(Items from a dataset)

//! End-to-end execution scenarios: token exchange and call, async polling,
//! circuit opening, and validation short-circuits.

use serde_json::{Map, Value, json};
use std::sync::Arc;
use toolgate::breaker::{CircuitBreakerRegistry, CircuitState};
use toolgate::builtins::BuiltinRegistry;
use toolgate::config::{
    BuiltinSettings, CircuitBreakerSettings, ExecutorSettings, IdpSettings, TokenCacheSettings,
};
use toolgate::domain::{AuthMode, ExecutionMode, ExecutionProfile, PollConfig, ToolDefinition};
use toolgate::executor::{ExecuteToolRequest, ExecutionStatus, ToolExecutor};
use toolgate::auth::{ClientCredentialsService, TokenExchanger};
use toolgate::sources::McpSourceAdapter;
use wiremock::matchers::{body_string_contains, header, method, path};
use wiremock::{Mock, MockServer, ResponseTemplate};

struct Stack {
    executor: ToolExecutor,
    breakers: Arc<CircuitBreakerRegistry>,
}

fn stack(idp: &MockServer, breaker_settings: CircuitBreakerSettings) -> Stack {
    let http = reqwest::Client::new();
    let breakers = CircuitBreakerRegistry::new(breaker_settings);
    let idp_settings = IdpSettings {
        token_url: format!("{}/token", idp.uri()),
        client_id: "toolgate".into(),
        client_secret: "s3cr3t".into(),
        timeout_secs: 5,
    };
    let executor = ToolExecutor::new(
        ExecutorSettings::default(),
        Arc::new(TokenExchanger::new(
            http.clone(),
            idp_settings.clone(),
            TokenCacheSettings::default(),
            breakers.clone(),
        )),
        Arc::new(ClientCredentialsService::new(
            http,
            idp_settings,
            TokenCacheSettings::default(),
        )),
        breakers.clone(),
        BuiltinRegistry::standard(&BuiltinSettings::default()),
        Arc::new(McpSourceAdapter::new()),
    );
    Stack { executor, breakers }
}

fn arguments(value: Value) -> Map<String, Value> {
    value.as_object().cloned().unwrap_or_default()
}

async fn mount_exchange(idp: &MockServer, expected_audience: &str, issued: &str) {
    Mock::given(method("POST"))
        .and(path("/token"))
        .and(body_string_contains(format!("audience={}", expected_audience)))
        .respond_with(ResponseTemplate::new(200).set_body_json(json!({
            "access_token": issued,
            "expires_in": 300,
            "token_type": "Bearer"
        })))
        .mount(idp)
        .await;
}

#[tokio::test]
async fn exchange_and_call() {
    let idp = MockServer::start().await;
    let upstream = MockServer::start().await;
    mount_exchange(&idp, "order-api", "exchanged-token").await;
    Mock::given(method("GET"))
        .and(path("/orders/42"))
        .and(header("Authorization", "Bearer exchanged-token"))
        .respond_with(ResponseTemplate::new(200).set_body_json(json!({"id": "42", "status": "shipped"})))
        .expect(1)
        .mount(&upstream)
        .await;

    let stack = stack(&idp, CircuitBreakerSettings::default());
    let tool = ToolDefinition {
        name: "get_order".into(),
        execution_profile: ExecutionProfile {
            url_template: format!("{}/orders/{{{{ id }}}}", upstream.uri()),
            required_audience: Some("order-api".into()),
            ..Default::default()
        },
        ..Default::default()
    };

    let result = stack
        .executor
        .execute(ExecuteToolRequest {
            tool_id: "orders:get_order".into(),
            definition: tool,
            arguments: arguments(json!({"id": "42"})),
            agent_token: "agent-jwt".into(),
            source_id: "orders".into(),
            auth_mode: AuthMode::TokenExchange,
            auth_config: None,
            default_audience: Some("order-api".into()),
            mcp_config: None,
            validate_schema: None,
        })
        .await;

    assert_eq!(result.status, ExecutionStatus::Completed, "{:?}", result.error);
    assert_eq!(result.result.unwrap()["status"], "shipped");
}

#[tokio::test]
async fn repeated_calls_reuse_the_cached_exchange() {
    let idp = MockServer::start().await;
    let upstream = MockServer::start().await;
    // Exactly one exchange for two tool calls.
    Mock::given(method("POST"))
        .and(path("/token"))
        .respond_with(ResponseTemplate::new(200).set_body_json(json!({
            "access_token": "exchanged-token",
            "expires_in": 300
        })))
        .expect(1)
        .mount(&idp)
        .await;
    Mock::given(method("GET"))
        .respond_with(ResponseTemplate::new(200).set_body_json(json!({"ok": true})))
        .expect(2)
        .mount(&upstream)
        .await;

    let stack = stack(&idp, CircuitBreakerSettings::default());
    let request = ExecuteToolRequest {
        tool_id: "orders:ping".into(),
        definition: ToolDefinition {
            name: "ping".into(),
            execution_profile: ExecutionProfile {
                url_template: format!("{}/ping", upstream.uri()),
                required_audience: Some("order-api".into()),
                ..Default::default()
            },
            ..Default::default()
        },
        arguments: Map::new(),
        agent_token: "agent-jwt".into(),
        source_id: "orders".into(),
        auth_mode: AuthMode::TokenExchange,
        auth_config: None,
        default_audience: None,
        mcp_config: None,
        validate_schema: None,
    };

    assert!(stack.executor.execute(request.clone()).await.is_completed());
    assert!(stack.executor.execute(request).await.is_completed());
}

#[tokio::test]
async fn empty_audience_passes_the_agent_token_through() {
    let idp = MockServer::start().await;
    let upstream = MockServer::start().await;
    Mock::given(method("GET"))
        .and(header("Authorization", "Bearer agent-jwt"))
        .respond_with(ResponseTemplate::new(200).set_body_json(json!({"ok": true})))
        .expect(1)
        .mount(&upstream)
        .await;

    let stack = stack(&idp, CircuitBreakerSettings::default());
    let result = stack
        .executor
        .execute(ExecuteToolRequest {
            tool_id: "orders:ping".into(),
            definition: ToolDefinition {
                name: "ping".into(),
                execution_profile: ExecutionProfile {
                    url_template: format!("{}/ping", upstream.uri()),
                    ..Default::default()
                },
                ..Default::default()
            },
            arguments: Map::new(),
            agent_token: "agent-jwt".into(),
            source_id: "orders".into(),
            auth_mode: AuthMode::TokenExchange,
            auth_config: None,
            default_audience: None,
            mcp_config: None,
            validate_schema: None,
        })
        .await;
    assert!(result.is_completed(), "{:?}", result.error);
    // No exchange ever hit the IdP.
    assert!(idp.received_requests().await.unwrap().is_empty());
}

#[tokio::test]
async fn async_poll_completes_on_third_attempt() {
    let idp = MockServer::start().await;
    let upstream = MockServer::start().await;
    Mock::given(method("POST"))
        .and(path("/reports"))
        .respond_with(ResponseTemplate::new(200).set_body_json(json!({"jobId": "J1"})))
        .mount(&upstream)
        .await;
    // First two polls run, third is done.
    Mock::given(method("GET"))
        .and(path("/jobs/J1"))
        .respond_with(ResponseTemplate::new(200).set_body_json(json!({"state": "running"})))
        .up_to_n_times(2)
        .mount(&upstream)
        .await;
    Mock::given(method("GET"))
        .and(path("/jobs/J1"))
        .respond_with(ResponseTemplate::new(200).set_body_json(json!({
            "state": "done",
            "output": {"url": "https://files.example.com/report.pdf"}
        })))
        .mount(&upstream)
        .await;

    let stack = stack(&idp, CircuitBreakerSettings::default());
    let tool = ToolDefinition {
        name: "generate_report".into(),
        execution_profile: ExecutionProfile {
            mode: ExecutionMode::AsyncPoll,
            method: "POST".into(),
            url_template: format!("{}/reports", upstream.uri()),
            poll_config: Some(PollConfig {
                status_url_template: format!("{}/jobs/{{{{ jobId }}}}", upstream.uri()),
                status_field_path: "state".into(),
                result_field_path: Some("output".into()),
                completed_values: vec!["done".into()],
                failed_values: vec!["error".into()],
                poll_interval_seconds: 0.01,
                max_interval_seconds: 0.05,
                backoff_multiplier: 1.5,
                max_poll_attempts: 10,
            }),
            ..Default::default()
        },
        ..Default::default()
    };

    let result = stack
        .executor
        .execute(ExecuteToolRequest {
            tool_id: "reports:generate_report".into(),
            definition: tool,
            arguments: Map::new(),
            agent_token: String::new(),
            source_id: "reports".into(),
            auth_mode: AuthMode::None,
            auth_config: None,
            default_audience: None,
            mcp_config: None,
            validate_schema: None,
        })
        .await;

    assert_eq!(result.status, ExecutionStatus::Completed, "{:?}", result.error);
    assert_eq!(
        result.result.unwrap()["url"],
        "https://files.example.com/report.pdf"
    );
    assert_eq!(result.metadata["poll_attempts"], 3);
}

#[tokio::test]
async fn async_poll_gives_up_after_max_attempts() {
    let idp = MockServer::start().await;
    let upstream = MockServer::start().await;
    Mock::given(method("POST"))
        .respond_with(ResponseTemplate::new(200).set_body_json(json!({"jobId": "J2"})))
        .mount(&upstream)
        .await;
    Mock::given(method("GET"))
        .respond_with(ResponseTemplate::new(200).set_body_json(json!({"state": "running"})))
        .mount(&upstream)
        .await;

    let stack = stack(&idp, CircuitBreakerSettings::default());
    let tool = ToolDefinition {
        name: "generate_report".into(),
        execution_profile: ExecutionProfile {
            mode: ExecutionMode::AsyncPoll,
            method: "POST".into(),
            url_template: format!("{}/reports", upstream.uri()),
            poll_config: Some(PollConfig {
                status_url_template: format!("{}/jobs/{{{{ jobId }}}}", upstream.uri()),
                status_field_path: "state".into(),
                result_field_path: None,
                completed_values: vec!["done".into()],
                failed_values: vec!["error".into()],
                poll_interval_seconds: 0.01,
                max_interval_seconds: 0.02,
                backoff_multiplier: 2.0,
                max_poll_attempts: 3,
            }),
            ..Default::default()
        },
        ..Default::default()
    };

    let result = stack
        .executor
        .execute(ExecuteToolRequest {
            tool_id: "reports:generate_report".into(),
            definition: tool,
            arguments: Map::new(),
            agent_token: String::new(),
            source_id: "reports".into(),
            auth_mode: AuthMode::None,
            auth_config: None,
            default_audience: None,
            mcp_config: None,
            validate_schema: None,
        })
        .await;

    assert_eq!(result.status, ExecutionStatus::Failed);
    let error = result.error.unwrap();
    assert_eq!(error.error_code, "poll_timeout");
    assert_eq!(error.details["max_attempts"], 3);
}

Exercise:
What is needed is every line of the records that contains the word "files".

Task response:
            "output": {"url": "https://files.example.com/report.pdf"}
        "https://files.example.com/report.pdf"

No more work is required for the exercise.